The healthcare sector has played a marginal role in U.S.-China relations, but that is beginning to change. China has become the world’s top producer of active pharmaceutical ingredients (APIs) and inert substances, as well as a significant exporter of medical products. U.S. drug companies and distributors are sourcing a large share of ingredients and finished drugs from China and selling them in the United States. Concurrently, China is experiencing a major demographic and epidemiologic transition, challenging the nation’s health care system. China’s median age will exceed that of the United States within this decade, and the proportion aged 65 and above is projected to increase from 9 percent in 2013 to 25 percent by 2040, totaling 300 million.

Alongside its role as a pharmaceutical producer, China is undergoing an epidemiologic and demographic transition that is fundamentally changing the country’s demand for healthcare. Chronic and non-communicable diseases are on the rise, due to an aging population and to a worrying decline in public health, caused by pollution, poor diet, and other factors. A more affluent and urbanized population is seeking better quality care. Some experts estimate China’s healthcare spending to increase from $357 billion in 2011 to $1 trillion in 2020, making China the second largest market after the United States ($3.8 trillion in 2014 when including direct and indirect healthcare costs in the USA. $5-6 trillion by 2022).

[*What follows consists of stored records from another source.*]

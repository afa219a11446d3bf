//! Byte cursor over the input buffer.
//!
//! The Mat grammar is ASCII, so the cursor works on bytes and only decodes
//! a full UTF-8 scalar when it has to step over or name a character it
//! does not recognize. Line and column are tracked for diagnostics.

use mat_util::Span;

/// A cursor for traversing an expression buffer.
///
/// # Example
///
/// ```
/// use mat_lex::cursor::Cursor;
///
/// let mut cursor = Cursor::new("x+2");
/// assert_eq!(cursor.current_byte(), Some(b'x'));
/// cursor.advance();
/// assert_eq!(cursor.current_byte(), Some(b'+'));
/// ```
#[derive(Clone, Debug)]
pub struct Cursor<'a> {
    /// The buffer being traversed.
    source: &'a str,

    /// Current byte position in the buffer.
    position: usize,

    /// Current line number (1-based).
    line: u32,

    /// Current column number (1-based, in characters).
    column: u32,
}

impl<'a> Cursor<'a> {
    /// Creates a cursor at the start of `source`.
    pub fn new(source: &'a str) -> Self {
        Self {
            source,
            position: 0,
            line: 1,
            column: 1,
        }
    }

    /// Returns the byte under the cursor, or `None` at the end of the buffer.
    #[inline]
    pub fn current_byte(&self) -> Option<u8> {
        self.peek_byte(0)
    }

    /// Returns the byte `offset` bytes past the cursor.
    ///
    /// # Example
    ///
    /// ```
    /// use mat_lex::cursor::Cursor;
    ///
    /// let cursor = Cursor::new("f(x)");
    /// assert_eq!(cursor.peek_byte(1), Some(b'('));
    /// assert_eq!(cursor.peek_byte(4), None);
    /// ```
    #[inline]
    pub fn peek_byte(&self, offset: usize) -> Option<u8> {
        self.source.as_bytes().get(self.position + offset).copied()
    }

    /// Returns the full character under the cursor.
    ///
    /// Returns '\0' at the end of the buffer.
    pub fn current_char(&self) -> char {
        self.remaining().chars().next().unwrap_or('\0')
    }

    /// Returns true at the end of the buffer or on a NUL byte.
    ///
    /// A NUL terminates the expression the same way the end of a
    /// C string would.
    ///
    /// # Example
    ///
    /// ```
    /// use mat_lex::cursor::Cursor;
    ///
    /// assert!(Cursor::new("").is_at_end());
    /// assert!(Cursor::new("\0x").is_at_end());
    /// assert!(!Cursor::new("x").is_at_end());
    /// ```
    #[inline]
    pub fn is_at_end(&self) -> bool {
        matches!(self.current_byte(), None | Some(0))
    }

    /// Advances past one character.
    ///
    /// Updates line and column tracking. Does nothing if already at the end
    /// of the buffer.
    #[inline]
    pub fn advance(&mut self) {
        let Some(b) = self.current_byte() else {
            return;
        };

        // Fast path for ASCII
        if b < 128 {
            self.position += 1;
            self.bump_line_column(b == b'\n');
            return;
        }

        let width = self.current_char().len_utf8();
        self.position += width;
        self.column += 1;
    }

    /// Advances by `count` bytes, which must all be ASCII.
    ///
    /// Stops at the end of the buffer.
    #[inline]
    pub fn advance_bytes(&mut self, count: usize) {
        let end = (self.position + count).min(self.source.len());
        for i in self.position..end {
            let is_newline = self.source.as_bytes()[i] == b'\n';
            self.bump_line_column(is_newline);
        }
        self.position = end;
    }

    fn bump_line_column(&mut self, newline: bool) {
        if newline {
            self.line += 1;
            self.column = 1;
        } else {
            self.column += 1;
        }
    }

    /// Consumes bytes while `pred` holds. Returns the number consumed.
    ///
    /// # Example
    ///
    /// ```
    /// use mat_lex::cursor::Cursor;
    ///
    /// let mut cursor = Cursor::new("123.5");
    /// assert_eq!(cursor.eat_while(|b| b.is_ascii_digit()), 3);
    /// assert_eq!(cursor.current_byte(), Some(b'.'));
    /// ```
    pub fn eat_while(&mut self, pred: impl Fn(u8) -> bool) -> usize {
        let start = self.position;
        while let Some(b) = self.current_byte() {
            if !pred(b) {
                break;
            }
            self.advance();
        }
        self.position - start
    }

    /// Consumes `expected` if it is the current byte.
    pub fn match_byte(&mut self, expected: u8) -> bool {
        if self.current_byte() == Some(expected) {
            self.advance();
            true
        } else {
            false
        }
    }

    /// Skips ASCII whitespace.
    ///
    /// # Example
    ///
    /// ```
    /// use mat_lex::cursor::Cursor;
    ///
    /// let mut cursor = Cursor::new(" \t\nx");
    /// cursor.skip_whitespace();
    /// assert_eq!(cursor.current_byte(), Some(b'x'));
    /// assert_eq!(cursor.line(), 2);
    /// ```
    pub fn skip_whitespace(&mut self) {
        self.eat_while(|b| b.is_ascii_whitespace());
    }

    /// Returns the current line number (1-based).
    pub fn line(&self) -> u32 {
        self.line
    }

    /// Returns the current column number (1-based).
    pub fn column(&self) -> u32 {
        self.column
    }

    /// Returns the current byte position in the buffer.
    pub fn position(&self) -> usize {
        self.position
    }

    /// Returns the buffer from `start` up to the cursor.
    ///
    /// # Example
    ///
    /// ```
    /// use mat_lex::cursor::Cursor;
    ///
    /// let mut cursor = Cursor::new("42+x");
    /// cursor.advance_bytes(2);
    /// assert_eq!(cursor.slice_from(0), "42");
    /// ```
    pub fn slice_from(&self, start: usize) -> &'a str {
        &self.source[start..self.position]
    }

    /// Returns the buffer from the cursor to the end.
    pub fn remaining(&self) -> &'a str {
        &self.source[self.position..]
    }

    /// Returns the full buffer.
    pub fn source(&self) -> &'a str {
        self.source
    }

    /// Span from a saved position up to the cursor.
    pub fn span_from(&self, start: CursorSnapshot) -> Span {
        Span::new(start.position, self.position, start.line, start.column)
    }

    /// Returns the text of the line containing byte `offset`, without its
    /// line terminator.
    ///
    /// # Example
    ///
    /// ```
    /// use mat_lex::cursor::Cursor;
    ///
    /// let cursor = Cursor::new("x+1\ny$\nz");
    /// assert_eq!(cursor.line_text(5), "y$");
    /// ```
    pub fn line_text(&self, offset: usize) -> &'a str {
        let bytes = self.source.as_bytes();
        let offset = offset.min(bytes.len());
        let start = bytes[..offset]
            .iter()
            .rposition(|&b| b == b'\n')
            .map_or(0, |i| i + 1);
        let end = bytes[offset..]
            .iter()
            .position(|&b| b == b'\n' || b == 0)
            .map_or(bytes.len(), |i| offset + i);
        self.source[start..end].trim_end_matches('\r')
    }

    /// Saves the current cursor state.
    ///
    /// # Example
    ///
    /// ```
    /// use mat_lex::cursor::Cursor;
    ///
    /// let mut cursor = Cursor::new("1e+x");
    /// let snapshot = cursor.snapshot();
    /// cursor.advance_bytes(3);
    /// cursor.restore(snapshot);
    /// assert_eq!(cursor.position(), 0);
    /// ```
    pub fn snapshot(&self) -> CursorSnapshot {
        CursorSnapshot {
            position: self.position,
            line: self.line,
            column: self.column,
        }
    }

    /// Restores a previously saved state.
    pub fn restore(&mut self, snapshot: CursorSnapshot) {
        self.position = snapshot.position;
        self.line = snapshot.line;
        self.column = snapshot.column;
    }
}

/// A saved cursor state.
#[derive(Clone, Copy, Debug, PartialEq, Eq)]
pub struct CursorSnapshot {
    /// Byte position in the buffer.
    pub position: usize,
    /// Line number (1-based).
    pub line: u32,
    /// Column number (1-based).
    pub column: u32,
}

#[cfg(test)]
mod tests {
    use super::*;

    #[test]
    fn test_new_cursor() {
        let cursor = Cursor::new("x+1");
        assert_eq!(cursor.current_byte(), Some(b'x'));
        assert_eq!(cursor.position(), 0);
        assert_eq!(cursor.line(), 1);
        assert_eq!(cursor.column(), 1);
    }

    #[test]
    fn test_advance_utf8() {
        let mut cursor = Cursor::new("π2");
        assert_eq!(cursor.current_char(), 'π');
        cursor.advance();
        assert_eq!(cursor.position(), 2);
        assert_eq!(cursor.column(), 2);
        assert_eq!(cursor.current_byte(), Some(b'2'));
    }

    #[test]
    fn test_advance_at_end_is_noop() {
        let mut cursor = Cursor::new("a");
        cursor.advance();
        cursor.advance();
        assert_eq!(cursor.position(), 1);
        assert_eq!(cursor.current_char(), '\0');
    }

    #[test]
    fn test_nul_is_end() {
        let mut cursor = Cursor::new("a\0b");
        assert!(!cursor.is_at_end());
        cursor.advance();
        assert!(cursor.is_at_end());
        assert_eq!(cursor.position(), 1);
    }

    #[test]
    fn test_match_byte() {
        let mut cursor = Cursor::new("<=");
        assert!(cursor.match_byte(b'<'));
        assert!(!cursor.match_byte(b'<'));
        assert!(cursor.match_byte(b'='));
        assert!(cursor.is_at_end());
    }

    #[test]
    fn test_advance_bytes_clamps() {
        let mut cursor = Cursor::new("ab");
        cursor.advance_bytes(10);
        assert_eq!(cursor.position(), 2);
        assert_eq!(cursor.column(), 3);
    }

    #[test]
    fn test_line_column_tracking() {
        let mut cursor = Cursor::new("x\ny");
        cursor.advance_bytes(2);
        assert_eq!(cursor.line(), 2);
        assert_eq!(cursor.column(), 1);
    }

    #[test]
    fn test_span_from() {
        let mut cursor = Cursor::new("\n12");
        cursor.advance();
        let start = cursor.snapshot();
        cursor.advance_bytes(2);
        let span = cursor.span_from(start);
        assert_eq!(span, Span::new(1, 3, 2, 1));
    }

    #[test]
    fn test_line_text() {
        let cursor = Cursor::new("a\r\nbc\n");
        assert_eq!(cursor.line_text(0), "a");
        assert_eq!(cursor.line_text(3), "bc");
        assert_eq!(cursor.line_text(6), "");
    }

    #[test]
    fn test_line_text_stops_at_nul() {
        let cursor = Cursor::new("x$\0junk");
        assert_eq!(cursor.line_text(1), "x$");
    }

    #[test]
    fn test_empty_source() {
        let cursor = Cursor::new("");
        assert!(cursor.is_at_end());
        assert_eq!(cursor.current_byte(), None);
        assert_eq!(cursor.remaining(), "");
    }
}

At present, China’s healthcare market is ill equipped to meet the rise in demand for care. Relative to wealthier countries, doctors and hospital beds are in short supply. Healthcare spending is only 5 percent of gross domestic product, compared to an average of 9 percent in Organization for Economic Cooperation and Development countries. To remedy this situation, the Chinese government launched ambitious healthcare reforms in 2009 that aim to extend basic government-subsidized health insurance, expand the population health benefit package, strengthen primary care by constructing new clinics, control the price of essential drugs, and reform government-owned hospitals. Fiscal spending to support these reforms totaled some $371 billion in 2009–2012.

U.S. companies that market drugs, medical devices, and healthcare services view China as an important opportunity, not only to source cheap inputs, but also to market goods and conduct research and development. An important impetus to focus resources
on China is slowing demand and changing regulation in the United States, as well as a lack of other markets that match
China in terms of market size and level of development.

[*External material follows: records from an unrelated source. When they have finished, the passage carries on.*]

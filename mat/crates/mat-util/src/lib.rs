//! mat-util - Shared foundation types for the Mat tokenizer.
//!
//! This crate holds the pieces every other Mat crate leans on:
//!
//! - [`span`] - byte-offset source locations with line/column info
//! - [`diagnostic`] - warnings and errors, their codes, and the [`Handler`]
//!   that collects them
//!
//! # Example
//!
//! ```
//! use mat_util::{DiagnosticBuilder, DiagnosticCode, Handler, Span};
//!
//! let handler = Handler::new();
//! DiagnosticBuilder::warning("unexpected character '$'")
//!     .code(DiagnosticCode::W_LEX_UNEXPECTED_CHAR)
//!     .span(Span::new(3, 4, 1, 4))
//!     .emit(&handler);
//!
//! assert_eq!(handler.warning_count(), 1);
//! assert!(!handler.has_errors());
//! ```

#![warn(missing_docs)]

pub mod diagnostic;
pub mod span;

pub use diagnostic::{Diagnostic, DiagnosticBuilder, DiagnosticCode, Handler, Level, SourceSnippet};
pub use span::Span;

Market access for U.S. drug and device makers remains restricted. Companies are concerned about being targeted by China’s recent anticorruption drive and indiscriminate use of its antimonopoly law, which ostensibly aim to lower healthcare costs U.S. companies that market drugs, medical devices, and healthcare but serve to disadvantage foreign companies. China’s process for
approving new drugs leads to excessive data transfers. Loopholes in China’s intellectual property laws allow local drug makers to reproduce U.S. patent drugs prematurely. Onerous clinical trials, combined with state interference in tendering, pricing, and reimbursement, cause delays of up to eight years for state-of-the-art U.S. drugs, and make these drugs prohibitively expensive for ordinary Chinese patients. U.S. device makers are concerned as well about proposed amendments to China’s Medical Device Law, published in March 2014. The amendment could impose hundreds of new requirements on foreign device makers, including indigenous standards for serial number tracking.